FLOW Tuscaloosa merges streams of art, history and ecological concerns

June 3, 2022; Tuscaloosa, AL, USA; Patrons of the arts examine the Flow Exhibition at the Dinah Washington Cultural Arts Center on Greensboro Ave. in Tuscaloosa. Gary Cosby Jr.-The Tuscaloosa News
June 3, 2022; Tuscaloosa, AL, USA; Patrons of the arts examine the Flow Exhibition at the Dinah Washington Cultural Arts Center on Greensboro Ave. in Tuscaloosa. Gary Cosby Jr.-The Tuscaloosa News

FLOW Tuscaloosa's name can rise through numerous levels. In its most direct sense, as a cross-disciplinary group inspiring appreciation of and protection for the Black Warrior River and its tributaries, that literal flow refers to movement of energies or matter through currents.

Flow can also refer to steady change, to progress; to a movement of people working toward a common goal. It can refer to copiousness, or suggest a cause to an effect.
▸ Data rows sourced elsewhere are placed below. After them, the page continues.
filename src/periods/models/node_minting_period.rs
use serde::Serialize;

use crate::{
    app::models::api_error::ApiError,
    receipts::{errors::ReceiptsApiError, models::receipt::Receipt},
};

use super::period::Period;

/// All receipts of one node in one period.
///
/// A fixup run produces two more receipts for every node it touches: a
/// second `Minting` receipt with the correct values, and a `Fixup` receipt
/// linking it to the one originally minted. So a period holds either one
/// receipt or three. Periods whose receipts are not published yet hold none.
#[derive(Debug, Clone, Serialize)]
pub struct NodeMintingPeriod {
    pub node_id: u32,
    pub period: Period,
    pub minted_receipt: Option<Receipt>,
    pub correct_receipt: Option<Receipt>,
    pub fixup_receipt: Option<Receipt>,
    pub has_receipt: bool,
    pub empty: bool,
}

impl NodeMintingPeriod {
    pub fn from_receipts(
        minted_receipt: Option<Receipt>,
        correct_receipt: Option<Receipt>,
        fixup_receipt: Option<Receipt>,
    ) -> Result<Self, ApiError> {
        let Some(source) = minted_receipt.as_ref().or(fixup_receipt.as_ref()) else {
            tracing::warn!("period without minted or fixup receipt");
            return Err(ReceiptsApiError::MalformedReceipt.value());
        };

        let node_id = source.node_id;
        let period = Period::containing(source.period_start);

        let has_receipt =
            minted_receipt.is_some() || correct_receipt.is_some() || fixup_receipt.is_some();
        let empty = Self::is_empty(&minted_receipt, &correct_receipt, &fixup_receipt);

        Ok(Self {
            node_id,
            period,
            minted_receipt,
            correct_receipt,
            fixup_receipt,
            has_receipt,
            empty,
        })
    }

    pub fn for_unpublished_period(node_id: u32, period: Period) -> Self {
        Self {
            node_id,
            period,
            minted_receipt: None,
            correct_receipt: None,
            fixup_receipt: None,
            has_receipt: false,
            empty: false,
        }
    }

    fn is_empty(
        minted_receipt: &Option<Receipt>,
        correct_receipt: &Option<Receipt>,
        fixup_receipt: &Option<Receipt>,
    ) -> bool {
        let zero = |receipt: &Receipt| receipt.measured_uptime.unwrap_or(0) == 0;

        if fixup_receipt.is_some() {
            match (minted_receipt, correct_receipt) {
                (Some(minted), Some(correct)) => zero(minted) && zero(correct),
                (None, Some(correct)) => zero(correct),
                _ => false,
            }
        } else {
            match minted_receipt {
                Some(minted) => zero(minted),
                None => false,
            }
        }
    }

    /// The receipt whose values count: the corrected one when there was a fixup.
    pub fn effective_receipt(&self) -> Option<&Receipt> {
        self.correct_receipt.as_ref().or(self.minted_receipt.as_ref())
    }

    pub fn uptime(&self) -> i64 {
        self.effective_receipt()
            .and_then(|receipt| receipt.measured_uptime)
            .unwrap_or(0)
    }

    pub fn tft_minted(&self) -> Option<i64> {
        self.effective_receipt()?.tft_minted
    }

    /// Receipt bounds when published; a receipt start is later than the
    /// period start for nodes created during the period.
    pub fn bounds(&self) -> (i64, i64) {
        match self.effective_receipt().or(self.fixup_receipt.as_ref()) {
            Some(receipt) => (receipt.period_start, receipt.period_end),
            None => (self.period.start, self.period.end),
        }
    }

    pub fn status(&self) -> &'static str {
        if !self.has_receipt {
            "Unpublished"
        } else if self.fixup_receipt.is_some() {
            "Fixup"
        } else if self.empty {
            "No uptime"
        } else {
            "Minted"
        }
    }
}

#[cfg(test)]
mod tests {
    use super::*;
    use crate::tests::{fixup_receipt_json, minting_receipt_json};

    fn minting(hash: &str, uptime: u64) -> Receipt {
        let period = Period::at_offset(70);
        Receipt::from_value(minting_receipt_json(
            hash,
            9,
            period.start,
            period.end,
            uptime,
            uptime * 10,
        ))
        .unwrap()
    }

    fn fixup() -> Receipt {
        let period = Period::at_offset(70);
        Receipt::from_value(fixup_receipt_json("f", 9, period.start, period.end, "m", "c"))
            .unwrap()
    }

    #[test]
    fn single_minting_receipt() {
        let period = NodeMintingPeriod::from_receipts(Some(minting("m", 100)), None, None).unwrap();

        assert_eq!(period.node_id, 9);
        assert_eq!(period.period, Period::at_offset(70));
        assert!(period.has_receipt);
        assert!(!period.empty);
        assert_eq!(period.uptime(), 100);
        assert_eq!(period.tft_minted(), Some(1_000));
        assert_eq!(period.status(), "Minted");
    }

    #[test]
    fn zero_uptime_is_empty() {
        let period = NodeMintingPeriod::from_receipts(Some(minting("m", 0)), None, None).unwrap();

        assert!(period.empty);
        assert_eq!(period.status(), "No uptime");
    }

    #[test]
    fn fixup_prefers_correct_receipt() {
        let period = NodeMintingPeriod::from_receipts(
            Some(minting("m", 0)),
            Some(minting("c", 250)),
            Some(fixup()),
        )
        .unwrap();

        assert!(!period.empty);
        assert_eq!(period.uptime(), 250);
        assert_eq!(period.status(), "Fixup");
    }

    #[test]
    fn fixup_empty_rules() {
        let both_zero = NodeMintingPeriod::from_receipts(
            Some(minting("m", 0)),
            Some(minting("c", 0)),
            Some(fixup()),
        )
        .unwrap();
        let only_correct =
            NodeMintingPeriod::from_receipts(None, Some(minting("c", 0)), Some(fixup())).unwrap();
        let neither = NodeMintingPeriod::from_receipts(None, None, Some(fixup())).unwrap();

        assert!(both_zero.empty);
        assert!(only_correct.empty);
        assert!(!neither.empty);
        assert_eq!(neither.uptime(), 0);
        assert_eq!(neither.bounds(), (Period::at_offset(70).start, Period::at_offset(70).end));
    }

    #[test]
    fn requires_minted_or_fixup() {
        assert!(NodeMintingPeriod::from_receipts(None, Some(minting("c", 1)), None).is_err());
    }

    #[test]
    fn unpublished_period() {
        let period = NodeMintingPeriod::for_unpublished_period(9, Period::at_offset(90));

        assert!(!period.has_receipt);
        assert!(!period.empty);
        assert_eq!(period.uptime(), 0);
        assert_eq!(period.tft_minted(), None);
        assert_eq!(period.status(), "Unpublished");
    }
}
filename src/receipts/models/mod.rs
pub mod receipt;
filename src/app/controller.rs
use std::sync::Arc;

use axum::{extract::State, http::StatusCode, response::Response, Json};
use serde_json::Value;

use crate::AppState;

use super::{
    errors::DefaultApiError,
    models::api_error::ApiError,
    service,
    templates::{self, node_form::node_form_template},
};

pub async fn get_root(State(state): State<Arc<AppState>>) -> Response {
    templates::render(
        &state,
        StatusCode::OK,
        "Fetch Node Minting Receipts",
        &node_form_template(None, None),
    )
}

pub async fn get_status(State(state): State<Arc<AppState>>) -> Result<Json<Value>, ApiError> {
    match service::get_api_status(&state).await {
        Ok(status) => Ok(Json(status)),
        Err(e) => Err(e),
    }
}

/// Polled by pages in live reload mode; a different id means the server restarted.
pub async fn get_live_reload(State(state): State<Arc<AppState>>) -> Result<String, ApiError> {
    if !state.config.live_reload {
        return Err(DefaultApiError::NotFound.value());
    }

    Ok(state.boot_id.to_string())
}
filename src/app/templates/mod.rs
use axum::{
    http::{header, StatusCode},
    response::{Html, IntoResponse, Response},
};

use crate::AppState;

pub mod layout;
pub mod node_form;

/// Wraps a page body in the shared layout. In live reload mode pages must
/// never be cached, or the reload would show stale content.
pub fn render(state: &AppState, code: StatusCode, title: &str, body: &str) -> Response {
    let html = layout::layout_template(title, body, state.config.live_reload);

    if state.config.live_reload {
        (code, [(header::CACHE_CONTROL, "no-store")], Html(html)).into_response()
    } else {
        (code, Html(html)).into_response()
    }
}
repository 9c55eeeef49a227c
#[derive(Debug, Clone, Copy, PartialEq, Eq)]
pub enum ReceiptType {
    Minting,
    Fixup,
}

impl ReceiptType {
    pub fn value(&self) -> String {
        match *self {
            Self::Minting => "Minting".to_string(),
            Self::Fixup => "Fixup".to_string(),
        }
    }

    pub fn from_value(value: &str) -> Option<Self> {
        match value {
            "Minting" => Some(Self::Minting),
            "Fixup" => Some(Self::Fixup),
            _ => None,
        }
    }
}
use std::fmt;

use axum::{
    extract::rejection::{PathRejection, QueryRejection},
    http::StatusCode,
    response::{IntoResponse, Response},
    Json,
};
use serde_json::json;

#[derive(Debug)]
pub struct ApiError {
    pub code: StatusCode,
    pub message: String,
}

impl IntoResponse for ApiError {
    fn into_response(self) -> Response {
        (self.code, Json(json!({ "message": self.message }))).into_response()
    }
}

impl fmt::Display for ApiError {
    fn fmt(&self, f: &mut fmt::Formatter<'_>) -> fmt::Result {
        write!(f, "{} ({})", self.message, self.code)
    }
}

impl std::error::Error for ApiError {}

impl From<QueryRejection> for ApiError {
    fn from(rejection: QueryRejection) -> Self {
        Self {
            code: StatusCode::BAD_REQUEST,
            message: rejection.body_text(),
        }
    }
}

impl From<PathRejection> for ApiError {
    fn from(rejection: PathRejection) -> Self {
        Self {
            code: StatusCode::BAD_REQUEST,
            message: rejection.body_text(),
        }
    }
}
In psychological terms, flow state indicates being fully engaged, energized, hyper-focused; in the zone.

Over the roughly three years of FLOW Tuscaloosa's existence, the group of artists, historians, environmentalists, activists, educators and other advisers have plumbed depths, with efforts rising this spring and summer.
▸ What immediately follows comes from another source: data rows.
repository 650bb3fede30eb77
//! Command-line arguments

use clap::{Args, Parser, Subcommand};
use std::path::PathBuf;

/// dbmsg: localized message bundles stored in an embedded database.
#[derive(Parser, Debug)]
#[command(name = "dbmsg", version, about = "Database-backed message bundles")]
pub struct Cli {
    /// Path to a `dbmsg.yaml` configuration file.
    #[arg(long, global = true)]
    pub config: Option<PathBuf>,

    /// Override the store directory from the configuration.
    #[arg(long, global = true)]
    pub store: Option<String>,

    /// Enable verbose (debug-level) output.
    #[arg(short, long, global = true)]
    pub verbose: bool,

    /// The subcommand to run.
    #[command(subcommand)]
    pub command: Command,
}

/// Available commands.
#[derive(Subcommand, Debug)]
pub enum Command {
    /// Resolve a message code for a locale.
    Get(GetArgs),
    /// Insert or replace one record.
    Put(PutArgs),
    /// Import records from a JSON array file.
    Import(ImportArgs),
    /// List stored records.
    List(ListArgs),
}

/// Arguments for `dbmsg get`.
#[derive(Args, Debug)]
pub struct GetArgs {
    /// Message code.
    pub code: String,

    /// Locale tag such as `en_US`; empty for the root bundle.
    #[arg(short, long, default_value = "")]
    pub locale: String,

    /// Positional argument for `{0}`, `{1}`, ... (repeatable).
    #[arg(short, long = "arg")]
    pub args: Vec<String>,

    /// Text returned when the code cannot be resolved.
    #[arg(long)]
    pub default: Option<String>,
}

/// Arguments for `dbmsg put`.
#[derive(Args, Debug)]
pub struct PutArgs {
    /// Basename of the bundle.
    pub basename: String,

    /// Message code.
    pub key: String,

    /// Message pattern.
    pub value: String,

    /// Locale tag; omit for the root bundle.
    #[arg(short, long, default_value = "")]
    pub locale: String,
}

/// Arguments for `dbmsg import`.
#[derive(Args, Debug)]
pub struct ImportArgs {
    /// JSON file holding an array of records.
    pub file: PathBuf,
}

/// Arguments for `dbmsg list`.
#[derive(Args, Debug)]
pub struct ListArgs {
    /// Only list records of this basename.
    #[arg(short, long)]
    pub basename: Option<String>,

    /// Print records as a JSON array.
    #[arg(long)]
    pub json: bool,
}

#[cfg(test)]
mod tests {
    use super::*;

    #[test]
    fn test_parse_get() {
        let cli = Cli::try_parse_from([
            "dbmsg", "get", "greeting", "--locale", "en_US", "--arg", "Ada", "-a", "3",
        ])
        .unwrap();

        match cli.command {
            Command::Get(args) => {
                assert_eq!(args.code, "greeting");
                assert_eq!(args.locale, "en_US");
                assert_eq!(args.args, vec!["Ada", "3"]);
                assert!(args.default.is_none());
            }
            other => panic!("unexpected command: {other:?}"),
        }
    }

    #[test]
    fn test_global_flags_after_subcommand() {
        let cli = Cli::try_parse_from(["dbmsg", "list", "--json", "-v", "--store", "/tmp/x"]).unwrap();
        assert!(cli.verbose);
        assert_eq!(cli.store.as_deref(), Some("/tmp/x"));
        assert!(matches!(cli.command, Command::List(ListArgs { json: true, .. })));
    }

    #[test]
    fn test_put_requires_value() {
        assert!(Cli::try_parse_from(["dbmsg", "put", "app", "greeting"]).is_err());
    }
}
On May 21, a resplendent array of lights shining through colored papers — guided and fashioned by FLOW Tuscaloosa's school and public workshops over recent months — created a kaleidoscopic lantern parade along the Riverwalk, glowing through the green in man-made visions not seen since the holiday-themed Tinsel Trail moved away to Government Plaza last year.

FLOW Tuscaloosa, a cross-disciplinary group seeking to inspire caretaking for the Black Warrior River and other waterways through art projects, held a number of paper-lantern-making workshops, leading to the May 21 lantern parade along the Riverwalk.
FLOW Tuscaloosa, a cross-disciplinary group seeking to inspire caretaking for the Black Warrior River and other waterways through art projects, held a number of paper-lantern-making workshops, leading to the May 21 lantern parade along the Riverwalk.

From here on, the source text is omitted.